Suffolk County Sheriff Errol Toulon Jr., right, is sworn in...

Suffolk County Sheriff Errol Toulon Jr., right, is sworn in for his second term by New York Attorney General Letitia James, center, during a ceremony at the Van Nostrand Theatre at Suffolk Community College in Brentwood on Friday. Credit: Newsday/John Paraskevas

Space in the Yaphank Correctional Facility will be used to expand a program that helps find jobs and homes for inmates after their release while doubling as a first-of-its-kind intelligence network where officials can share information with leaders of other jails, Suffolk County Sheriff Errol Toulon. Jr. announced Friday as he was sworn into office for his second term.

Toulon, the county's 67th sheriff, also announced plans to form a pair of task forces focusing on mental health and substance abuse among inmates and the community at large. Statistics show that 60% of the state's inmates have been diagnosed with mental health issues.

"There is both a drug and mental health epidemic on Long Island and I want to do all I can to help solve it," Toulon said during his inaugural address in Brentwood. "In the coming months, I will be creating a robust mental health initiative to try to expand access to services, drug and rehabilitation programs inside and outside of the jail to help put an end to this tragic cycle."

The task forces, Toulon said in a Newsday interview, would be comprised of community leaders, academics and family members who have struggled with these issues personally.

Toulon's inaugural, delayed from a December date because of the omicron variant, was filled with traditional political pomp and circumstance.

The event featured performances from the Police Department's Emerald Society Pipe Band and vocalist Paige Patterson and speeches from Senate Majority Leader Chuck Schumer (D-N.Y.), former Rep. Peter King (R-Seaford), a video by former NYPD Commissioner William Bratton and the oath of office delivered by State Attorney General Letitia James.

"Sheriff Toulon is a public servant who sees the flaws in our system and finds new ways to disrupt and fix them," James said. "Sheriff Toulon is a public servant who sees people traveling from flawed paths and finds new ways to disrupt those journeys and fix those lives."

Toulon, a South Bronx native, spent much of his career supervising Rikers Island units and later serving as deputy commissioner of operations for the City Department of Corrections. Before his election as sheriff in 2017, Toulon, a Democrat, served as Suffolk's assistant deputy county executive for public safety.

During the first half of his first term, Toulon focused on rehabilitation and reentry programs, gangs, human trafficking and visiting with area students before the focus shifted to the pandemic and absorbing changes to bail laws.

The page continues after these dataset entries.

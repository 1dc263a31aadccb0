//! Decision tree and random forest classification over attribute-keyed items.
//!
//! Trees are grown greedily: at each node every `(attribute, predicate, pivot)`
//! drawn from the node's own items is scored by information gain (natural-log
//! entropy) and the best one partitions the items. Forests split the training
//! set across independently grown trees, built in parallel with rayon, and
//! answer with a full vote tally. Trees and forests can be saved to and loaded
//! from a versioned bincode file.

mod config;
mod error;
mod forest;
mod importance;
mod impurity;
mod item;
mod node;
mod predicate;
mod predict;
mod serialize;
mod split;
mod tree;

pub use config::{RandomForestConfig, Sampling};
pub use error::TreeError;
pub use forest::RandomForest;
pub use importance::RankedAttribute;
pub use impurity::entropy;
pub use item::{Item, Value};
pub use node::{Node, NodeIndex, NodeView, SplitView};
pub use predicate::{Predicate, PredicateSelection, PredicateSet};
pub use predict::VoteTally;
pub use serialize::Model;
pub use split::{Partition, information_gain, matches, split};
pub use tree::{DEFAULT_CATEGORY_ATTR, DecisionPath, DecisionTree, DecisionTreeConfig, PathStep};
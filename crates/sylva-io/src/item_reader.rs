//! CSV item reader with full input validation.

use std::collections::HashMap;
use std::path::{Path, PathBuf};

use sylva_tree::{Item, Value};
use tracing::{debug, info, instrument};

use crate::IoError;

/// Reads training or query items from a CSV file.
///
/// Expected CSV format:
/// - Header row required; each column name becomes an attribute name
/// - `colour,size,category`
/// - All rows must have the same number of columns as the header
///
/// Cells are trimmed. An empty cell leaves the attribute absent on that item.
/// A cell that parses as a finite float becomes [`Value::Number`]; any other
/// text becomes [`Value::Text`]. Words the float parser would read as NaN or
/// infinity (`nan`, `inf`, `Infinity`) stay text.
///
/// # Errors
///
/// | Variant | Condition |
/// |---|---|
/// | [`IoError::FileNotFound`] | File doesn't exist or is unreadable |
/// | [`IoError::CsvParse`] | Malformed CSV record |
/// | [`IoError::DuplicateHeader`] | Two columns share a name |
/// | [`IoError::EmptyDataset`] | Zero data rows after header |
/// | [`IoError::InconsistentRowLength`] | Row has different column count than header |
pub struct ItemReader {
    path: PathBuf,
}

impl ItemReader {
    /// Create a new reader for the given CSV file path.
    pub fn new(path: &Path) -> Self {
        Self {
            path: path.to_path_buf(),
        }
    }

    /// Read and validate the CSV file, returning one [`Item`] per row.
    #[instrument(skip(self), fields(path = %self.path.display()))]
    pub fn read(&self) -> Result<Vec<Item>, IoError> {
        let file = std::fs::File::open(&self.path).map_err(|e| IoError::FileNotFound {
            path: self.path.clone(),
            source: e,
        })?;

        // flexible(true) allows rows with varying column counts so that our own
        // InconsistentRowLength check fires instead of a low-level CsvParse error.
        let mut rdr = csv::ReaderBuilder::new()
            .has_headers(true)
            .flexible(true)
            .trim(csv::Trim::All)
            .from_reader(file);

        let header = rdr.headers().map_err(|e| self.parse_error(e))?;
        let columns: Vec<String> = header.iter().map(String::from).collect();
        debug!(n_columns = columns.len(), "read CSV header");

        let mut seen: HashMap<&str, usize> = HashMap::new();
        for (col, name) in columns.iter().enumerate() {
            if let Some(&first_col) = seen.get(name.as_str()) {
                return Err(IoError::DuplicateHeader {
                    path: self.path.clone(),
                    name: name.clone(),
                    first_col,
                    second_col: col,
                });
            }
            seen.insert(name, col);
        }

        let mut items = Vec::new();
        for (row_index, result) in rdr.records().enumerate() {
            let record = result.map_err(|e| self.parse_error(e))?;

            if record.len() != columns.len() {
                return Err(IoError::InconsistentRowLength {
                    path: self.path.clone(),
                    row_index,
                    expected: columns.len(),
                    got: record.len(),
                });
            }

            let mut item = Item::new();
            for (column, raw) in columns.iter().zip(record.iter()) {
                if raw.is_empty() {
                    continue;
                }
                item.insert(column.as_str(), parse_cell(raw));
            }
            items.push(item);
        }

        if items.is_empty() {
            return Err(IoError::EmptyDataset {
                path: self.path.clone(),
            });
        }

        info!(
            n_items = items.len(),
            n_columns = columns.len(),
            "items loaded"
        );

        Ok(items)
    }

    fn parse_error(&self, e: csv::Error) -> IoError {
        IoError::CsvParse {
            path: self.path.clone(),
            offset: e.position().map_or(0, |p| p.byte()),
            source: e,
        }
    }
}

fn parse_cell(raw: &str) -> Value {
    match raw.parse::<f64>() {
        Ok(n) if n.is_finite() => Value::Number(n),
        _ => Value::Text(raw.to_string()),
    }
}

#[cfg(test)]
mod tests {
    use super::*;
    use std::io::Write;
    use tempfile::NamedTempFile;

    fn write_csv(content: &str) -> NamedTempFile {
        let mut f = NamedTempFile::new().unwrap();
        f.write_all(content.as_bytes()).unwrap();
        f.flush().unwrap();
        f
    }

    #[test]
    fn read_valid_items() {
        let csv = "colour,size,category\nred,1.5,apple\nyellow,20,banana\n";
        let f = write_csv(csv);
        let items = ItemReader::new(f.path()).read().unwrap();
        assert_eq!(items.len(), 2);
        assert_eq!(items[0].get("colour"), Some(&Value::from("red")));
        assert_eq!(items[0].get("size"), Some(&Value::from(1.5)));
        assert_eq!(items[1].get("size"), Some(&Value::from(20)));
        let names: Vec<&str> = items[1].attributes().map(|(n, _)| n).collect();
        assert_eq!(names, ["colour", "size", "category"]);
    }

    #[test]
    fn empty_cell_is_absent() {
        let csv = "x,y,category\n1,,A\n, 2 ,B\n";
        let f = write_csv(csv);
        let items = ItemReader::new(f.path()).read().unwrap();
        assert!(items[0].get("y").is_none());
        assert_eq!(items[0].len(), 2);
        assert!(items[1].get("x").is_none());
        assert_eq!(items[1].get("y"), Some(&Value::from(2)));
    }

    #[test]
    fn empty_dataset_error() {
        let f = write_csv("x,category\n");
        let err = ItemReader::new(f.path()).read().unwrap_err();
        assert!(matches!(err, IoError::EmptyDataset { .. }));
    }

    #[test]
    fn duplicate_header_error() {
        let f = write_csv("x,x,category\n1,2,A\n");
        let err = ItemReader::new(f.path()).read().unwrap_err();
        assert!(matches!(
            err,
            IoError::DuplicateHeader {
                first_col: 0,
                second_col: 1,
                ..
            }
        ));
    }

    #[test]
    fn inconsistent_row_length_error() {
        let f = write_csv("x,y,category\n1,2,A\n3,B\n");
        let err = ItemReader::new(f.path()).read().unwrap_err();
        assert!(matches!(
            err,
            IoError::InconsistentRowLength { row_index: 1, .. }
        ));
    }

    #[test]
    fn non_finite_words_stay_text() {
        let f = write_csv("name,x,category\nNan,inf,A\nInfinity,-1e3,B\n");
        let items = ItemReader::new(f.path()).read().unwrap();
        assert_eq!(items[0].get("name"), Some(&Value::from("Nan")));
        assert_eq!(items[0].get("x"), Some(&Value::from("inf")));
        assert_eq!(items[1].get("name"), Some(&Value::from("Infinity")));
        assert_eq!(items[1].get("x"), Some(&Value::from(-1000.0)));
    }

    #[test]
    fn missing_file_error() {
        let dir = tempfile::TempDir::new().unwrap();
        let err = ItemReader::new(&dir.path().join("absent.csv"))
            .read()
            .unwrap_err();
        assert!(matches!(err, IoError::FileNotFound { .. }));
    }
}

With capital funding approved by the county legislature, Toulon plans to expand the Sheriff's Transition and Reentry Team [START] program that provides individuals exiting the Yaphank or Riverhead jails, along with inmates returning to Suffolk from state prison, with the resources to restart their lives.

The program, which has operated in a trailer since February 2020, has assisted more than 500 former inmates to find jobs, homes, obtain workforce skills and link them with mental health and substance abuse resources, he said. Participants in the program, Toulon said, have a 12% recidivism rate compared to the national average of 30%.

"The office is on the cutting edge in developing rehabilitation programs for those who are incarcerated here in Suffolk County," said Toulon, noting that 85% of Suffolk inmates return to their community. "We will continue to change the paradigm of jails and the criminal justice system, not only here in Suffolk County but throughout the nation."

Tracey Edwards, Long Island's regional director of the NAACP, said when incarceration is used as a response to social ills, families and communities suffer.

"Sheriff Toulon understands it's not about incarceration only," Edwards said. "It's about appropriate preparation to those incarcerated to come home to their community and to be productive so they can care for their families. Once you pay your debt you need to move forward from tribulations to restoration."

Toulon, who serves on the Intelligence Committee for Major County Sheriff's of America, said his office will be seeking funding to create the "In Custody Intelligence Network" to share information with correctional officials across the state and potentially throughout the East Coast, including New Jersey, Connecticut, Pennsylvania and Delaware.

King, who will help advise the network, praised Toulon's independence and perseverance.

"You cannot ask for a stronger person in law enforcement than Errol Toulon," King said. " … He is really a renaissance sheriff who gets it all done."